Healthcare.gov Could Only Handle 1,100 Users On The Eve Of Launch

Recently released documents reveal that the failed federal insurance e-commerce website, Healthcare.gov, could only handle 1,100 users the day before it launched [PDF]. It has long been suspected that the White House prioritized politics over technical realities in the launch of the healthcare website, but this is some of the best proof that officials were burying their heads in the sand.

“Currently we are able to reach 1100 users before response time gets too high,” noted a technical report to the website team. Eventually, the document notes, they hoped the website could handle 10,000.

On its first day, healthcare.gov was visited by 2.8 million people. According to the USA Today, the administration expected 50-60,000 concurrent users, and received as many as 250,000.

Let’s review:

  • Capacity: 1,100
  • Expected: 55,000
  • Actual: 250,000

So, on launch day, only six managed to enroll, threatening America’s consumers with higher premiums. The administration’s team was completely unprepared.

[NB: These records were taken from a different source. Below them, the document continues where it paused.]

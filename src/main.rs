use std::path::PathBuf;
use std::time::Duration;

use clap::{Parser, ValueEnum};
use image::ImageReader;
use tracing::{info, warn};

use docscan::{
    Frame, FrameOutcome, ImageprocOps, Pipeline, ScanSession, ScannerConfig, SkipReason,
};

#[derive(Clone, Copy, Debug, ValueEnum)]
enum Layout {
    /// One document anywhere in the frame
    Document,
    /// Four dark markers in corner guide boxes
    Markers,
}

#[derive(Parser)]
#[command(name = "docscan")]
#[command(about = "Find a document in camera frames and rectify it")]
struct Cli {
    /// Image files fed to the scanner as consecutive frames
    #[arg(value_name = "IMAGE", required = true)]
    images: Vec<PathBuf>,

    /// How many frames each image is repeated for
    #[arg(long, default_value_t = 10)]
    repeat: u32,

    /// Detection preset (ignored when --config is given)
    #[arg(long, value_enum, default_value_t = Layout::Document)]
    layout: Layout,

    /// JSON scanner configuration
    #[arg(long, value_name = "FILE")]
    config: Option<PathBuf>,

    /// Where to write the rectified document (PNG)
    #[arg(short, long, value_name = "FILE")]
    output: Option<PathBuf>,

    /// Save preprocessing stages of the first frame to directory (must be empty)
    #[arg(long, value_name = "DIR")]
    debug_out: Option<PathBuf>,

    /// Enable verbose output
    #[arg(short, long)]
    verbose: bool,
}

fn main() -> anyhow::Result<()> {
    let args = Cli::parse();

    let default_level = if args.verbose { "debug" } else { "info" };
    tracing_subscriber::fmt()
        .with_env_filter(
            tracing_subscriber::EnvFilter::try_from_default_env()
                .unwrap_or_else(|_| tracing_subscriber::EnvFilter::new(default_level)),
        )
        .init();

    let config = match &args.config {
        Some(path) => ScannerConfig::from_json_file(path)?,
        None => match args.layout {
            Layout::Document => ScannerConfig::document(),
            Layout::Markers => ScannerConfig::markers(),
        },
    };

    let fps = if config.session.target_fps > 0.0 {
        config.session.target_fps
    } else {
        10.0
    };
    let frame_interval = Duration::from_secs_f64(1.0 / fps as f64);

    let mut images = Vec::with_capacity(args.images.len());
    for path in &args.images {
        let img = ImageReader::open(path)?
            .decode()
            .map_err(|e| anyhow::anyhow!("Failed to decode image {}: {}", path.display(), e))?;
        info!(path = %path.display(), width = img.width(), height = img.height(), "Image loaded");
        images.push(img);
    }

    let (width, height) = (images[0].width(), images[0].height());

    if let Some(debug_dir) = args.debug_out {
        let first = Frame::new(images[0].clone(), Duration::ZERO);
        Pipeline::from_config(&config.preprocess)
            .with_debug(debug_dir.clone())?
            .run(&first, &ImageprocOps)?;
        println!("Saved preprocessing stages to {}", debug_dir.display());
    }

    let mut session = ScanSession::new(config);
    session.start(width, height);

    let mut frame_index: u32 = 0;
    for img in &images {
        for _ in 0..args.repeat {
            let frame = Frame::new(img.clone(), frame_interval * frame_index);
            frame_index += 1;

            match session.process_frame(&frame) {
                FrameOutcome::Captured { document, report } => {
                    for warning in &report.warnings {
                        warn!(?warning, "Capture warning");
                    }
                    println!(
                        "Captured {}x{} document after {} frames{}",
                        document.image.width(),
                        document.image.height(),
                        frame_index,
                        if document.fallback { " (fallback)" } else { "" }
                    );
                    let q = document.quad;
                    println!(
                        "  corners: TL ({:.1}, {:.1}) TR ({:.1}, {:.1}) BL ({:.1}, {:.1}) BR ({:.1}, {:.1})",
                        q.top_left().x, q.top_left().y,
                        q.top_right().x, q.top_right().y,
                        q.bottom_left().x, q.bottom_left().y,
                        q.bottom_right().x, q.bottom_right().y,
                    );
                    if let Some(output) = &args.output {
                        document.image.save(output)?;
                        println!("  saved to {}", output.display());
                    }
                    return Ok(());
                }
                FrameOutcome::Tracking(report) => {
                    for warning in &report.warnings {
                        warn!(?warning, frame = frame_index, "Frame warning");
                    }
                    if args.verbose {
                        let found = report.slots.iter().filter(|s| s.rect.is_some()).count();
                        println!("Frame {}: {}/{} slots tracked", frame_index, found, report.slots.len());
                    }
                }
                FrameOutcome::Skipped(SkipReason::Paced) => {}
                FrameOutcome::Skipped(reason) => warn!(?reason, "Frame skipped"),
                FrameOutcome::Stopped => break,
            }
        }
    }

    anyhow::bail!("No document captured after {} frames", frame_index)
}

“They were running the biggest start-up in the world, and they didn’t have anyone who had run a start-up, or even run a business,” Harvard Professor David Cutler told The Washington Post. “It’s very hard to think of a situation where the people best at getting legislation passed are best at implementing it. They are a different set of skills.”

How? How does a website launch on a day when the technical team thinks it can handle less than one-tenth of the demand? This kind of incompetence is why startups should have handled the task of building the e-commerce experience.